⟨
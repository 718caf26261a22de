//! # Optimizer Module
//!
//! Separa le responsabilità in sottomoduli:
//! - `media_optimizer`: Controller (pre-flight, discovery, riepilogo)
//! - `worker_pool`: Dispatcher a concorrenza limitata
//! - `task_optimizer`: Worker per singoli file (gate + strategia)
//! - `progress_tracker`: Statistiche e progress bar condivise

pub mod media_optimizer;
pub mod progress_tracker;
pub mod task_optimizer;
pub mod worker_pool;

pub use media_optimizer::MediaOptimizer;
pub use progress_tracker::ProgressTracker;
pub use task_optimizer::TaskOptimizer;
pub use worker_pool::WorkerPool;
⟩
*Instructions to follow*. Would you please reproduce every line from the one containing "Separa le responsabilità" through the final line of the listing, and only those lines?

*Written reply*.
//! Separa le responsabilità in sottomoduli:
//! - `media_optimizer`: Controller (pre-flight, discovery, riepilogo)
//! - `worker_pool`: Dispatcher a concorrenza limitata
//! - `task_optimizer`: Worker per singoli file (gate + strategia)
//! - `progress_tracker`: Statistiche e progress bar condivise

pub mod media_optimizer;
pub mod progress_tracker;
pub mod task_optimizer;
pub mod worker_pool;

pub use media_optimizer::MediaOptimizer;
pub use progress_tracker::ProgressTracker;
pub use task_optimizer::TaskOptimizer;
pub use worker_pool::WorkerPool;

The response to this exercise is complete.